_Saved entries_:
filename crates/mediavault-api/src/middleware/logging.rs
//! Request/response logging middleware.

use std::time::Instant;

use axum::extract::Request;
use axum::middleware::Next;
use axum::response::Response;
use tracing::info;

/// Logs request method, path, status, and duration.
pub async fn request_logging(request: Request, next: Next) -> Response {
    let method = request.method().clone();
    let path = request.uri().path().to_string();
    let start = Instant::now();

    let response = next.run(request).await;

    info!(
        method = %method,
        path = %path,
        status = response.status().as_u16(),
        duration_ms = start.elapsed().as_millis() as u64,
        "HTTP request"
    );

    response
}
//! Folder domain entities.

pub mod model;
pub mod path;

pub use model::{CreateFolder, Folder, FolderRole, ParentScope, UpdateFolder};
pub use path::{compute_path, is_within, rebase_path};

_ABOUT THIS TASK_: Which lines of the data include the string "start"? Find them and copy each one.

_RESULT OF THE TASK_:
    let start = Instant::now();
        duration_ms = start.elapsed().as_millis() as u64,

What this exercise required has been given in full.